** Opening Provided records block **

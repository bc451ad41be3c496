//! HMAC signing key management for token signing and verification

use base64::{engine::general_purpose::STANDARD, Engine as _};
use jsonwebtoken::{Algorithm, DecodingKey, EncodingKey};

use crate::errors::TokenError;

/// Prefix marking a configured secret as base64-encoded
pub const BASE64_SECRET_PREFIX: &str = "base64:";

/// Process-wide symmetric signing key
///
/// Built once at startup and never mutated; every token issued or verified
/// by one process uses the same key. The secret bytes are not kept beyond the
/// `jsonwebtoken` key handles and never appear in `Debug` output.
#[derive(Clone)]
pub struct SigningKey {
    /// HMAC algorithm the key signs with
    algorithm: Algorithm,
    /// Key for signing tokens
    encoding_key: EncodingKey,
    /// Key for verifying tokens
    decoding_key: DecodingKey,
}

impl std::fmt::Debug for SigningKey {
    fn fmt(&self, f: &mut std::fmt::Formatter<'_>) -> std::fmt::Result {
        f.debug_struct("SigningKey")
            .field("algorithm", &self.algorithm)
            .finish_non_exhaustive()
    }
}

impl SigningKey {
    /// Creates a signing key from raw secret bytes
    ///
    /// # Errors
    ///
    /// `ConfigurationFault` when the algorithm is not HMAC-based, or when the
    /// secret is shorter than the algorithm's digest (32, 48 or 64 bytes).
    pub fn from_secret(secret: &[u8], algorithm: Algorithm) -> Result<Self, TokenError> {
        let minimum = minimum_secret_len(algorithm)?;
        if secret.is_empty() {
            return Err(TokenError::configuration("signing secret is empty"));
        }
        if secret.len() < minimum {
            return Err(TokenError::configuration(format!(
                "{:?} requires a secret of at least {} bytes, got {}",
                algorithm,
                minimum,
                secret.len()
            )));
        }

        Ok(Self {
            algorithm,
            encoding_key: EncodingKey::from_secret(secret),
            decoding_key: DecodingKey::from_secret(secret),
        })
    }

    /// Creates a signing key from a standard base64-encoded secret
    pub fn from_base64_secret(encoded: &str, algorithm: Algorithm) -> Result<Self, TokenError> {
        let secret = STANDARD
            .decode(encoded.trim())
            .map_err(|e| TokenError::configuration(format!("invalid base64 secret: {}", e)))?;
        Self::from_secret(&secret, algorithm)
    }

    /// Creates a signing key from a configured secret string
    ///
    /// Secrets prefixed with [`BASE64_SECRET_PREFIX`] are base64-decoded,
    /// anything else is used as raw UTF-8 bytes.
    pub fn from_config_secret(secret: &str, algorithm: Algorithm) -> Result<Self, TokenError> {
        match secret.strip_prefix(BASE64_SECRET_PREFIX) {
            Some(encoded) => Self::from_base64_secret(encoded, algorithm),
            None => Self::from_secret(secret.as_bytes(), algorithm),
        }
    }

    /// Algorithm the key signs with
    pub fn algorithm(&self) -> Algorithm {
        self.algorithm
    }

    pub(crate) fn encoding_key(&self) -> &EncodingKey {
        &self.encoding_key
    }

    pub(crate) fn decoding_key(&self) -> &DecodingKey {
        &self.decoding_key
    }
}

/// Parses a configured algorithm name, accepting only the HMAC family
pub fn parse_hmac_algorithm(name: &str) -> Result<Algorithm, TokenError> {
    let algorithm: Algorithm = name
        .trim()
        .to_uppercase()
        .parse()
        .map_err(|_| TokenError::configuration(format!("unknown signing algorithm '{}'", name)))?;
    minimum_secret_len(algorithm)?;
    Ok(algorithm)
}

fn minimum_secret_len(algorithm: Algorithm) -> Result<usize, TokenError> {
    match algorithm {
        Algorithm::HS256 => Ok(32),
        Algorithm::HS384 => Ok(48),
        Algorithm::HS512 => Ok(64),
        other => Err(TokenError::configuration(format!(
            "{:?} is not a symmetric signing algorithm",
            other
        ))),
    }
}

** Closing Provided records block **
** Opening Provided records block **

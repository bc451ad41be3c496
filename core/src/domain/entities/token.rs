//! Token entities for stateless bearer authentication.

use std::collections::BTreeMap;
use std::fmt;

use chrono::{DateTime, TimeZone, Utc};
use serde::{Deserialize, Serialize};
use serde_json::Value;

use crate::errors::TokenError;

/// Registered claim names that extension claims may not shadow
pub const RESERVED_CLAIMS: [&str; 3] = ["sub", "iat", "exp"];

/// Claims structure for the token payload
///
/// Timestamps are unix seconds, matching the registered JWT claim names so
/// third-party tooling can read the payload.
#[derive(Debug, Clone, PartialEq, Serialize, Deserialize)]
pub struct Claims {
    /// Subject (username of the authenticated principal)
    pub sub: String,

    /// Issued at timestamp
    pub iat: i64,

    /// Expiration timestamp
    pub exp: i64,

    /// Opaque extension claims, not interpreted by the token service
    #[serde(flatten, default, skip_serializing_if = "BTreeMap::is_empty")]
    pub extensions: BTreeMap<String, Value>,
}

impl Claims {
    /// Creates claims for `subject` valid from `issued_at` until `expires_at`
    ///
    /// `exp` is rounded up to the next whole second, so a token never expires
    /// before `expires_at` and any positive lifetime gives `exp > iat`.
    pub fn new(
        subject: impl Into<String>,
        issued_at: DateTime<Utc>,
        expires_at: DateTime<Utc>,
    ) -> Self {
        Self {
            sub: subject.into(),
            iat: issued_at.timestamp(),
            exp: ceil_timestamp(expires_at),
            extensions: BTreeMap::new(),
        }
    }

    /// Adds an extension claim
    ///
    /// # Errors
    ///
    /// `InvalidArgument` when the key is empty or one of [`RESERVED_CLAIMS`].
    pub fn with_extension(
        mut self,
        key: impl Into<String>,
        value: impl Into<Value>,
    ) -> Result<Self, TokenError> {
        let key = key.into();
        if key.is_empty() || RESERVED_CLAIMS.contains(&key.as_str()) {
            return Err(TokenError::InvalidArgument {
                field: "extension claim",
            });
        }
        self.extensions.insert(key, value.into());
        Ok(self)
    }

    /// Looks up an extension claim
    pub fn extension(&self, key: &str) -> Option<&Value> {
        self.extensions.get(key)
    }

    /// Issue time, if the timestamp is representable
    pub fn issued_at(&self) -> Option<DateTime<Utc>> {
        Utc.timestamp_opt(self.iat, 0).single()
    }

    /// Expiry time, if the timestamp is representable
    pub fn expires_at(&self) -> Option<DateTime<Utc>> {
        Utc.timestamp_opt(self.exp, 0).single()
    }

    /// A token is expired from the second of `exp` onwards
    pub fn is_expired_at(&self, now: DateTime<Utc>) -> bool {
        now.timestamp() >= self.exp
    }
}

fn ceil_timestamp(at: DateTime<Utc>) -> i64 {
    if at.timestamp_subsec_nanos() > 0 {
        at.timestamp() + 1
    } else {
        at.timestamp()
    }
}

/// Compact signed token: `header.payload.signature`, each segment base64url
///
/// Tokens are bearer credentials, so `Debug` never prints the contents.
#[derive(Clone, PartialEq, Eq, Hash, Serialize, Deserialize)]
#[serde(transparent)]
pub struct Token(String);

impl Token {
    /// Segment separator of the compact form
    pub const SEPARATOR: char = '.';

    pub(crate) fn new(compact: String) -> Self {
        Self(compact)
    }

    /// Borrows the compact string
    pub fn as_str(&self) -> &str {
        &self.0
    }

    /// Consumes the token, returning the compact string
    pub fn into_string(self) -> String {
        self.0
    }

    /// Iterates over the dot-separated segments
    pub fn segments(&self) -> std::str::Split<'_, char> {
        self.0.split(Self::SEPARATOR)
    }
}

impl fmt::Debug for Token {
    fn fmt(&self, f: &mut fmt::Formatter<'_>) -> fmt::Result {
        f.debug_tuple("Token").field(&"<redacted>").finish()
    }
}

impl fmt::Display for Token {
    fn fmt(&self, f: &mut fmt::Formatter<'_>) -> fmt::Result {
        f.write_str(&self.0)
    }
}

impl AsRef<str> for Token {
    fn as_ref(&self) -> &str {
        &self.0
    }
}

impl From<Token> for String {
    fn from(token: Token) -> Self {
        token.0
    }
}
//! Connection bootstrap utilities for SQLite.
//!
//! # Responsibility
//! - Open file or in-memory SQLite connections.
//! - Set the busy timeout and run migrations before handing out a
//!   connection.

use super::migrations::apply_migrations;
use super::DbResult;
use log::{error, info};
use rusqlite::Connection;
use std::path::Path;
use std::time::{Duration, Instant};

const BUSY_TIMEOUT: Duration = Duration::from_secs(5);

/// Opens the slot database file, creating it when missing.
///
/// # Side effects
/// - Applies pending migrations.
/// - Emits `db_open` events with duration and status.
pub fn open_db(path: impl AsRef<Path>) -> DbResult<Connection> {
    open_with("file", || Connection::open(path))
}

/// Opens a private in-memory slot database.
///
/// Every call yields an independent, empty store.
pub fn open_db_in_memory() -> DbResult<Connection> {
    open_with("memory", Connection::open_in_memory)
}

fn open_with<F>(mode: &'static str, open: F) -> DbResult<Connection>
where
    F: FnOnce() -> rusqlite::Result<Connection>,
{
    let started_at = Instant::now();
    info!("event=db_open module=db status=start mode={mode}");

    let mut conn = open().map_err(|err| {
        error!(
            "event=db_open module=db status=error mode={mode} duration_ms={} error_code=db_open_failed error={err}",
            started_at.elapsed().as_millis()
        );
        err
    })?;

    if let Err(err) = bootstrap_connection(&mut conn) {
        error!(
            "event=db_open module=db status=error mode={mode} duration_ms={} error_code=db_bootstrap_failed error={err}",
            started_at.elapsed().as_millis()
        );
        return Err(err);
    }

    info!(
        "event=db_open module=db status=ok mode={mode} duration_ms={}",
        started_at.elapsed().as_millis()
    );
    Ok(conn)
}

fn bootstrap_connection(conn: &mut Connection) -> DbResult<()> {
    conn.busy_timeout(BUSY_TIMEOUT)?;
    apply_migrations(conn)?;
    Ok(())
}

** Closing Provided records block **
** Opening Provided records block **

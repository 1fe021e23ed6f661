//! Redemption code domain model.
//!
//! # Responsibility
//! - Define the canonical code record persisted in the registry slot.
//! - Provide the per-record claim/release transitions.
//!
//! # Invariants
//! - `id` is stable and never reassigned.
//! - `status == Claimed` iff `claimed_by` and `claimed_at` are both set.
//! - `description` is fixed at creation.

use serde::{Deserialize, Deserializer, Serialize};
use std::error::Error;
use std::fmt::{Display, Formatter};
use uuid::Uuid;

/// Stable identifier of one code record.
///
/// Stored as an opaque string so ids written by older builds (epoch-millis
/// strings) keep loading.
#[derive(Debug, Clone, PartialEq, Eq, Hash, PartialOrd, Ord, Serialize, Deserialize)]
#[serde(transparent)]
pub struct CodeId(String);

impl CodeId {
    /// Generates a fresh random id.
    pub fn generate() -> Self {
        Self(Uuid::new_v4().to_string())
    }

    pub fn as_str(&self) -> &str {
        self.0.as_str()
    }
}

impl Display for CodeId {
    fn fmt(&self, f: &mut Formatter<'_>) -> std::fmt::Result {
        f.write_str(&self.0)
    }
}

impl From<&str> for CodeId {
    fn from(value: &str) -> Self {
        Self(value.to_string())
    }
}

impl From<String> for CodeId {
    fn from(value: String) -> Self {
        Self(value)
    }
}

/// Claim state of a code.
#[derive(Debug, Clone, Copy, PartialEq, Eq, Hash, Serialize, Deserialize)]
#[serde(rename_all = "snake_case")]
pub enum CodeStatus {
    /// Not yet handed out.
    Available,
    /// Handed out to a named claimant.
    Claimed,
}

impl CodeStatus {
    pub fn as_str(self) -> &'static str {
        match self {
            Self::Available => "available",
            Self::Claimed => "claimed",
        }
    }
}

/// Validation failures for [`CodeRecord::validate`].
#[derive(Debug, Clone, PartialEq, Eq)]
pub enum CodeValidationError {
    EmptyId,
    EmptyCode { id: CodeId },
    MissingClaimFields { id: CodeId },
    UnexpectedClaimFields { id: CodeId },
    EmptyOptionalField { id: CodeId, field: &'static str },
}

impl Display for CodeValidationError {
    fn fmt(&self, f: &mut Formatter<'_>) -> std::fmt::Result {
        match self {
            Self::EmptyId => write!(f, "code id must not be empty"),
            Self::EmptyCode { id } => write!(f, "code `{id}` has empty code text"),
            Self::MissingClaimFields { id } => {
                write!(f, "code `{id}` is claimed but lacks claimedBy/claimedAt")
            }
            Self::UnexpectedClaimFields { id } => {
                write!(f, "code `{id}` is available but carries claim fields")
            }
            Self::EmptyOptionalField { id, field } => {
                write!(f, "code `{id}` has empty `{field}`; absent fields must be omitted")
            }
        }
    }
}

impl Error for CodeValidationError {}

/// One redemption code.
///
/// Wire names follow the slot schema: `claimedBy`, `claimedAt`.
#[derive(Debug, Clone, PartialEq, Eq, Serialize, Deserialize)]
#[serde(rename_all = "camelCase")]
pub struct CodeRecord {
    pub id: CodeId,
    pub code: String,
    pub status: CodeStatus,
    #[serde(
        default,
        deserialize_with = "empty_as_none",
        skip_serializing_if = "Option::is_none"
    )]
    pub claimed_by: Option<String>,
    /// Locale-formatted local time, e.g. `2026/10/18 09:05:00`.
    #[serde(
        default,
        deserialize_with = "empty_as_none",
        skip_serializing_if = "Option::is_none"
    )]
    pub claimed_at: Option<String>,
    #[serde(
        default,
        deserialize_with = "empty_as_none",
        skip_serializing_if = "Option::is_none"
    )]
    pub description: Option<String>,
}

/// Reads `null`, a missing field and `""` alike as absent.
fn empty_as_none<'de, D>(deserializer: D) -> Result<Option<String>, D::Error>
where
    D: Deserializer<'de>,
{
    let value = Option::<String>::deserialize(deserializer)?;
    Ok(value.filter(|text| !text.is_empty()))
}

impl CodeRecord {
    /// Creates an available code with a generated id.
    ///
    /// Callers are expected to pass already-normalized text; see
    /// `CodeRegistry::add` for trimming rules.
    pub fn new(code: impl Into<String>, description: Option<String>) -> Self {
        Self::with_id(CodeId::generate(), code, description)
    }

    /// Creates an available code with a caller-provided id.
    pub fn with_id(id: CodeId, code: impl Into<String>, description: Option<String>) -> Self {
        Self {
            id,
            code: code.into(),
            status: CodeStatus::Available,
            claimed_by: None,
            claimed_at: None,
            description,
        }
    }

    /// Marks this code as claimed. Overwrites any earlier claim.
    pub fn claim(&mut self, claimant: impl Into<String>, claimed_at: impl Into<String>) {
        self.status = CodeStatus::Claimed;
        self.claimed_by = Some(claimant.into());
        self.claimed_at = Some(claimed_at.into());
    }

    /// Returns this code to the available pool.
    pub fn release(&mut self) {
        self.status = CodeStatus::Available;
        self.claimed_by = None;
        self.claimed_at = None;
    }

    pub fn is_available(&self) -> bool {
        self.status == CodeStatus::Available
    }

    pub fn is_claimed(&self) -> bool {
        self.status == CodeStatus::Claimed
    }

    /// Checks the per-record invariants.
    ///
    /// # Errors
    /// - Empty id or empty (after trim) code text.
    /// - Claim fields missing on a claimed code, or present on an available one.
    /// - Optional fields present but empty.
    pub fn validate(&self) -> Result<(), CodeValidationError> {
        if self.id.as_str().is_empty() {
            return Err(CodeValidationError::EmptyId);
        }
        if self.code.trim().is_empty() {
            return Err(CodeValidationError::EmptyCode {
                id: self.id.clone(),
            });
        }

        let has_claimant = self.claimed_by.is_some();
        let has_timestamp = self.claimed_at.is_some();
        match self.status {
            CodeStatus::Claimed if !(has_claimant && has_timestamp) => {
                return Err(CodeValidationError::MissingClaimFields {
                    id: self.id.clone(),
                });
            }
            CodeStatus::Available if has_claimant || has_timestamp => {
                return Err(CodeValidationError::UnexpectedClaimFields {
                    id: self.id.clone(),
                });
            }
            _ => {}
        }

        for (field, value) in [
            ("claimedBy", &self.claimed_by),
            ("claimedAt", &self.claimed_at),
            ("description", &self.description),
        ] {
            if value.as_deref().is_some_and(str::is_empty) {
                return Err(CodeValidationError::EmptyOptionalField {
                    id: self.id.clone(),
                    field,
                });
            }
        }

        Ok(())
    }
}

** Closing Provided records block **

Task goal:
How many lines of the entries above include the word "EmptyOptionalField"? Reply with the number alone.

Answer below:
3